# Powerhead Question



## curly_fry (May 18, 2011)

I have a 72" x 18" tank. I was wondering, how much gph should it have for piranhas? (Mine are 5-8") Mine is 280 gph, is that enough? And where do i place it in the tank, in the middle on the top, bottom or middle? Should it be angled?

And on another topic, is play sand poisonous to fish?


----------



## 0S1R1S (Aug 29, 2010)

Check out this post for your powerhead questions. A lot of good information posted there.

Play sand (pure silica) is not poisonous to fish, and shouldn't effect your pH levels, unless there is limestone or other materials in the sand. Also, make sure you thoroughly clean the sand before added it to your tank, or else your water will be cloudy for days.

Keep in mind that sand is bad for HOB style filters because water travels through the impeller first, and any sand in the water will ruin your filter. Canister filters are the way to go if you are using sand in your tanks since pygos stir up sand pretty easily.


----------



## Mr. Hannibal (Feb 21, 2003)

I have a 700gph powerhead in my cariba tank (200g) and planning add another one soon... as been said play sand is OK


----------



## CLUSTER ONE (Aug 2, 2006)

I have a hydor k4 (1200gph) in my 125g.

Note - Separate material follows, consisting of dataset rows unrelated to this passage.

//! Backend adapters.
//!
//! The [`DataBackend`] trait is the capability contract every storage
//! technology implements; the repository is composed with one through
//! dependency injection and never sees backend internals. Three adapters are
//! provided: [`memory`], [`document`] (JSON-file collection), and
//! [`relational`] (SQLite).

use std::cmp::Ordering;
use std::fmt::Debug;
use std::path::Path;

use crate::error::RepositoryResult;
use crate::model::{AttributeValue, EntityId, Record};
use crate::query::{relation_attribute, Combinator, Condition, Criteria, ModelSelector, Query, SortKey};

pub mod memory;

#[cfg(feature = "document")]
pub mod document;

#[cfg(feature = "relational")]
pub mod relational;

pub use memory::MemoryBackend;

#[cfg(feature = "document")]
pub use document::DocumentBackend;

#[cfg(feature = "relational")]
pub use relational::SqliteBackend;

/// Identifies the storage technology behind a backend.
#[derive(Debug, Clone, Copy, PartialEq, Eq, Hash)]
pub enum BackendKind {
    /// Volatile in-process store.
    Memory,
    /// JSON-file document collection.
    Document,
    /// SQLite relational database.
    Relational,
}

impl std::fmt::Display for BackendKind {
    fn fmt(&self, f: &mut std::fmt::Formatter<'_>) -> std::fmt::Result {
        match self {
            BackendKind::Memory => write!(f, "memory"),
            BackendKind::Document => write!(f, "document"),
            BackendKind::Relational => write!(f, "relational"),
        }
    }
}

/// The contract every storage backend implements.
///
/// All operations are synchronous and scoped to entity models; the staged
/// mutation buffer lives in the repository, so `add` and `delete` here take
/// effect immediately. Implementations translate [`Criteria`] into their
/// native filtering and materialize rows back into [`Record`]s.
pub trait DataBackend: Send + Debug {
    /// The storage technology of this backend.
    fn kind(&self) -> BackendKind;

    /// Short name used in log and error messages.
    fn name(&self) -> &'static str;

    /// Inserts or overwrites the row identified by the record's model and id.
    ///
    /// Idempotent: adding the same record twice leaves a single stored row.
    fn add(&mut self, record: &Record) -> RepositoryResult<()>;

    /// Removes the row matching `(model, id)`.
    ///
    /// # Errors
    ///
    /// [`RepositoryError::NotFound`] when no such row exists.
    ///
    /// [`RepositoryError::NotFound`]: crate::error::RepositoryError::NotFound
    fn delete(&mut self, model: &str, id: &EntityId) -> RepositoryResult<()>;

    /// Returns every record of `model` whose `attribute` equals `value`.
    ///
    /// The identity is addressable as `id_`. Matching is exact; uniqueness
    /// is enforced by the repository on top of this.
    fn get(
        &mut self,
        model: &str,
        attribute: &str,
        value: &AttributeValue,
    ) -> RepositoryResult<Vec<Record>>;

    /// Returns all records of the selected models, sorted by id ascending.
    fn all(&mut self, models: &ModelSelector) -> RepositoryResult<Vec<Record>>;

    /// Returns the records matching the criteria, sorted and limited per the
    /// query. Zero matches yield an empty vector, never an error.
    fn search(
        &mut self,
        criteria: &Criteria,
        models: &ModelSelector,
    ) -> RepositoryResult<Vec<Record>>;

    /// Applies the migration scripts in `directory`.
    ///
    /// A no-op for schema-less backends.
    fn apply_migrations(&mut self, directory: &Path) -> RepositoryResult<()>;

    /// Unconditionally removes every row of every model, effective
    /// immediately.
    fn empty(&mut self) -> RepositoryResult<()>;

    /// Releases the underlying storage handle.
    fn close(&mut self) -> RepositoryResult<()>;

    /// Whether the storage handle has been released.
    fn is_closed(&self) -> bool;
}

/// Compares two records by the given sort keys, then by id and model name.
pub(crate) fn compare_records(a: &Record, b: &Record, keys: &[SortKey]) -> Ordering {
    for key in keys {
        let left = a.get(&key.attribute).unwrap_or(AttributeValue::Null);
        let right = b.get(&key.attribute).unwrap_or(AttributeValue::Null);
        let ordering = if key.reverse {
            right.compare(&left)
        } else {
            left.compare(&right)
        };
        if ordering != Ordering::Equal {
            return ordering;
        }
    }
    a.id()
        .cmp(b.id())
        .then_with(|| a.model_name().cmp(b.model_name()))
}

/// Stable-sorts records by the sort keys, defaulting to id ascending.
pub(crate) fn sort_records(records: &mut [Record], keys: &[SortKey]) {
    records.sort_by(|a, b| compare_records(a, b, keys));
}

/// Truncates the result set to the query's limit, if any.
pub(crate) fn apply_limit(records: &mut Vec<Record>, limit: Option<i64>) {
    if let Some(limit) = limit {
        records.truncate(limit.max(0) as usize);
    }
}

/// Executes a query given a backend-native fetch of one condition group.
///
/// The backend translates the base condition group into its native
/// predicates through `fetch`; logical composition is then resolved as set
/// operations over the identity-equal result sets, which keeps OR/AND/JOIN
/// semantics identical on every backend. Results are sorted and limited
/// before returning.
pub(crate) fn execute_query<F>(query: &Query, fetch: &mut F) -> RepositoryResult<Vec<Record>>
where
    F: FnMut(&ModelSelector, &[Condition]) -> RepositoryResult<Vec<Record>>,
{
    let mut results = fetch(query.models(), query.conditions())?;

    for (combinator, sub) in query.compositions() {
        let sub_results = execute_query(sub, fetch)?;
        match combinator {
            Combinator::Or => {
                for record in sub_results {
                    if !results.contains(&record) {
                        results.push(record);
                    }
                }
            }
            Combinator::And => {
                results.retain(|record| sub_results.contains(record));
            }
            Combinator::Join => {
                // Validated upfront: both sides name a single model.
                let parent_model = query.models().single().unwrap_or_default();
                let relation = relation_attribute(parent_model);
                results.retain(|parent| {
                    let parent_id = parent.get(crate::model::ID_ATTRIBUTE);
                    sub_results
                        .iter()
                        .any(|child| child.get(&relation) == parent_id)
                });
            }
        }
    }

    sort_records(&mut results, query.sort_keys());
    apply_limit(&mut results, query.limit_count());
    Ok(results)
}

This is a wide flow so I would consider going even more then this.


----------



## curly_fry (May 18, 2011)

Would you suggest pointing the powerhead up? Or leave it flat? I'm going to put it in the middlle


----------



## Mr. Hannibal (Feb 21, 2003)

curly_fry said:


> Would you suggest pointing the powerhead up? Or leave it flat? I'm going to put it in the middlle


It depends... if you want more surface agitation point it up... if you want water current for your fish keep it flat...

I keep mines flat since i have enough surface agitation from AC filters and Canisters spray bars...


----------



## curly_fry (May 18, 2011)

Thank you very much! I also have a canister filter agitating the top of the water, I will put it flat.


----------



## Ba20 (Jan 29, 2003)

Koralia Evolution 1050 or 1400 placed at middle level towards the front


----------



## amazonjungle (Jun 6, 2011)

JUST GET A MERCURY 120 HORSEPOWER 4 STROKE OUTBOARD!!!!!!!!!!!!!!!!!!!!!!!!!!!!!!


----------